Modena, 13 dicembre 2020 - "Visto che il Covid mi ha preso tanto, qualcosa mi deve pur dare indietro. Ed è la vita". La sua forza, il suo spirito da guerriero commuove. A febbraio, quando finalmente sarà dimesso dall’ospedale, raggiungerà il triste traguardo di poco meno di un anno di ricovero. A parlare, a lanciare un monito soprattutto ai giovani è Mario Botti, 76 anni, entrato in rianimazione dopo aver contratto il Covid lo scorso 18 marzo. Un vero e proprio sopravvissuto, soprannominato dai dottori del Policlinico ’Highlander’. L’ultimo step è quello della riabilitazione a Baggiovara poi, forse, a casa.

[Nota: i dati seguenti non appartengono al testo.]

//! Cycle detection.
//!
//! Both entry points run a depth-first search on an explicit stack of
//! frames instead of recursing, so deep graphs cannot overflow the call
//! stack. A neighbor that is still on the stack closes a cycle; on
//! undirected graphs the edge back to the immediate parent is skipped.

use super::{sort_ids, sorted_adjacency, GraphAlgorithms};
use crate::graph::Graph;
use log::debug;
use serde::Serialize;
use std::collections::{HashMap, HashSet};

/// Result of [`GraphAlgorithms::detect_cycles`].
#[derive(Debug, Clone, PartialEq, Serialize)]
#[serde(rename_all = "camelCase")]
pub struct CycleDetectionResult {
    pub has_cycles: bool,
    /// One cycle per back edge, listed from the ancestor to the closing node.
    pub cycles: Vec<Vec<String>>,
    pub count: usize,
}

/// One level of the simulated recursion.
struct Frame<'a> {
    node: &'a str,
    parent: Option<&'a str>,
    next: usize,
}

impl<'a> Frame<'a> {
    fn new(node: &'a str, parent: Option<&'a str>) -> Self {
        Self {
            node,
            parent,
            next: 0,
        }
    }
}

/// Node ids in neighbor order, used as DFS roots.
fn roots(graph: &Graph) -> Vec<&str> {
    let mut ids: Vec<&str> = graph.nodes().map(|n| n.id.as_str()).collect();
    sort_ids(&mut ids);
    ids
}

/// Whether the graph has a cycle. Graphs with two or fewer nodes never do.
pub fn has_cycles(graph: &Graph) -> bool {
    if graph.node_count() <= 2 {
        return false;
    }

    let adj = sorted_adjacency(graph, false);
    let directed = graph.is_directed();
    let mut visited: HashSet<&str> = HashSet::new();

    for root in roots(graph) {
        if !visited.insert(root) {
            continue;
        }
        let mut stack = vec![Frame::new(root, None)];
        let mut on_stack: HashSet<&str> = HashSet::from([root]);

        while let Some(frame) = stack.last_mut() {
            let neighbors = &adj[frame.node];
            if frame.next == neighbors.len() {
                on_stack.remove(frame.node);
                stack.pop();
                continue;
            }
            let next = neighbors[frame.next];
            frame.next += 1;
            let current = frame.node;

            if !directed && Some(next) == frame.parent {
                continue;
            }
            if on_stack.contains(next) {
                return true;
            }
            if visited.insert(next) {
                on_stack.insert(next);
                stack.push(Frame::new(next, Some(current)));
            }
        }
    }
    false
}

impl GraphAlgorithms<'_> {
    /// Enumerate the cycles closed by back edges of a depth-first search.
    ///
    /// Membership in the current path (not just "visited") decides whether
    /// a neighbor closes a cycle, so fully explored branches are not
    /// reported.
    pub fn detect_cycles(&self) -> CycleDetectionResult {
        let graph = self.graph;
        let adj = sorted_adjacency(graph, false);
        let directed = graph.is_directed();
        let mut visited: HashSet<&str> = HashSet::new();
        let mut cycles = Vec::new();

        for root in roots(graph) {
            if !visited.insert(root) {
                continue;
            }
            let mut stack = vec![Frame::new(root, None)];
            // node -> depth in `stack`
            let mut on_path: HashMap<&str, usize> = HashMap::from([(root, 0)]);

            while let Some(frame) = stack.last_mut() {
                let neighbors = &adj[frame.node];
                if frame.next == neighbors.len() {
                    on_path.remove(frame.node);
                    stack.pop();
                    continue;
                }
                let next = neighbors[frame.next];
                frame.next += 1;
                let current = frame.node;

                if !directed && Some(next) == frame.parent {
                    continue;
                }
                if let Some(&depth) = on_path.get(next) {
                    let cycle: Vec<String> =
                        stack[depth..].iter().map(|f| f.node.to_string()).collect();
                    cycles.push(cycle);
                } else if visited.insert(next) {
                    on_path.insert(next, stack.len());
                    stack.push(Frame::new(next, Some(current)));
                }
            }
        }

        debug!("detect_cycles: found {}", cycles.len());
        CycleDetectionResult {
            has_cycles: !cycles.is_empty(),
            count: cycles.len(),
            cycles,
        }
    }
}

#[cfg(test)]
mod tests {
    use super::*;

    fn graph_with(directed: bool, nodes: &[&str], edges: &[(&str, &str)]) -> Graph {
        let mut g = Graph::new(directed, false);
        for id in nodes {
            g.add_node(Some(id), id, 0.0, 0.0, None).unwrap();
        }
        for (s, t) in edges {
            g.add_edge(s, t, 1, None, None).unwrap();
        }
        g
    }

    #[test]
    fn test_has_cycles_small_graphs() {
        let g = graph_with(true, &["a", "b"], &[("a", "b"), ("b", "a")]);
        // Two nodes are defined to be acyclic
        assert!(!has_cycles(&g));
        assert!(!has_cycles(&Graph::default()));
    }

    #[test]
    fn test_has_cycles_undirected_path() {
        // a - b - c - d: the parent edge is never mistaken for a cycle
        let g = graph_with(false, &["a", "b", "c", "d"], &[("a", "b"), ("b", "c"), ("c", "d")]);
        assert!(!has_cycles(&g));
    }

    #[test]
    fn test_has_cycles_undirected_triangle() {
        let g = graph_with(false, &["a", "b", "c"], &[("a", "b"), ("b", "c"), ("c", "a")]);
        assert!(has_cycles(&g));
    }

    #[test]
    fn test_has_cycles_directed() {
        // a -> b -> c -> a
        let cyclic = graph_with(true, &["a", "b", "c"], &[("a", "b"), ("b", "c"), ("c", "a")]);
        assert!(has_cycles(&cyclic));

        // Diamond DAG: c is reached twice but never while on the stack
        //     a
        //    / \
        //   b   c
        //    \ /
        //     d
        let dag = graph_with(
            true,
            &["a", "b", "c", "d"],
            &[("a", "b"), ("a", "c"), ("b", "d"), ("c", "d")],
        );
        assert!(!has_cycles(&dag));
    }

    #[test]
    fn test_has_cycles_second_component() {
        let g = graph_with(
            false,
            &["a", "b", "c", "d", "e"],
            &[("a", "b"), ("c", "d"), ("d", "e"), ("e", "c")],
        );
        assert!(has_cycles(&g));
    }

    #[test]
    fn test_deep_chain_does_not_overflow() {
        let mut g = Graph::new(true, false);
        let n = 5_000;
        for i in 0..n {
            g.add_node(Some(&format!("v{}", i)), "", 0.0, 0.0, None).unwrap();
        }
        for i in 0..n - 1 {
            g.add_edge(&format!("v{}", i), &format!("v{}", i + 1), 1, None, None)
                .unwrap();
        }
        assert!(!has_cycles(&g));
        g.add_edge(&format!("v{}", n - 1), "v0", 1, None, None).unwrap();
        assert!(has_cycles(&g));
    }

    #[test]
    fn test_detect_cycles_triangle() {
        let g = graph_with(false, &["a", "b", "c"], &[("a", "b"), ("b", "c"), ("c", "a")]);
        let r = GraphAlgorithms::new(&g).detect_cycles();
        assert!(r.has_cycles);
        assert_eq!(r.count, 1);
        assert_eq!(r.cycles, vec![vec!["a", "b", "c"]]);
    }

    #[test]
    fn test_detect_cycles_two_loops() {
        // Two triangles sharing node c (bowtie)
        let g = graph_with(
            false,
            &["a", "b", "c", "d", "e"],
            &[("a", "b"), ("b", "c"), ("c", "a"), ("c", "d"), ("d", "e"), ("e", "c")],
        );
        let r = GraphAlgorithms::new(&g).detect_cycles();
        assert_eq!(r.count, 2);
        assert_eq!(r.cycles[0], vec!["a", "b", "c"]);
        assert_eq!(r.cycles[1], vec!["c", "d", "e"]);
    }

    #[test]
    fn test_detect_cycles_directed_two_node_loop() {
        let g = graph_with(true, &["a", "b"], &[("a", "b"), ("b", "a")]);
        let r = GraphAlgorithms::new(&g).detect_cycles();
        assert_eq!(r.cycles, vec![vec!["a", "b"]]);
    }

    #[test]
    fn test_detect_cycles_none_in_dag() {
        let g = graph_with(
            true,
            &["a", "b", "c", "d"],
            &[("a", "b"), ("a", "c"), ("b", "d"), ("c", "d")],
        );
        let r = GraphAlgorithms::new(&g).detect_cycles();
        assert!(!r.has_cycles);
        assert_eq!(r.count, 0);
    }
}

Cosa ricorda del primo ricovero, a marzo? "Era il 18 e mia moglie era già ricoverata da due giorni. Mia figlia si è accorta che avevo la febbre alta e mi ha portato in ospedale. I dottori arrivavano alla spicciolata e mi chiedevano se respirassi. Io rispondevo: certo che respiro".
Poi è peggiorato... "Ho i il vuoto totale. Avevo bisogno di tanto ossigeno: la saturazione era scesa a venti. Poi mi hanno messo un casco che io chiamo lo scafandro. Poi, però, da quel momento non ho più contezza di nulla se non dell’arrivo a Gaiato. E’ come se non fossi esistito per tutto quel tempo. So che avevo una forte fibrosi ai polmoni, il sistema immunitario azzerato, emorragie gastriche e danni muscolari ma me lo hanno detto gli altri".
Però tutti si ricordano di lei. "Appena arrivato a Baggiovara, dopo la riabilitazione a Montecatone il capo terapista mi ha detto: noi ci conosciamo, lei era in terapia intensiva. Ho pensato: allora è vero. Mia figlia Barbara mi ha raccontato come fossi così debilitato da non poter essere operato. In pochi pensavano che ne sarei uscito. Invece eccomi qua. Mia figlia ha insistito tanto nonostante i medici le dicessero che forse, e dico forse sarei sopravvissuto solo attaccato alle macchine. Sono qua a parlare con lei e di macchine attaccate non ne ho neppure una".
Dalla rianimazione a Gaiato: come è andata? "Ho iniziato a capire di essere vivo in quel momento. Prima nella mia testa c’è il buio totale. Mi somministravano ancora ossigeno. Mi muoveva il terapista; ero paralizzato. Via via ho iniziato a muovere qualche dita, il braccio. Ho iniziato a funzionare insomma. Ora attendo che le gambe rispondano".
Com’era la sua vita prima del Covid? "Ogni mattina alle 6 ero in ditta. Ora, a causa del l Covid ho dovuto vendere marchio e commerciale. Ero l’uomo più contento del mondo: avevo 37 dipendenti e 8500 metri di capannone che giravo velocemente in bicicletta, così controllavo tutti. Poi ho beccato ‘la bestia’. Usavo la mascherina ma prestavo poca attenzione al resto. Oggi posso dirlo perchè l’ho provato: ragazzi, state attenti, è veramente una brutta bestia".
Come si sente oggi? "Sinceramente? Come un 20enne ma quando cerco di mettere i piedi giù dal letto gli anni tornano 76. La voglia di fare, però, è incredibile e fino a che non riprendo a camminare io a casa non ci vado. La mia vita voglio riprendermela dopo che il virus un anno se lo è portato via".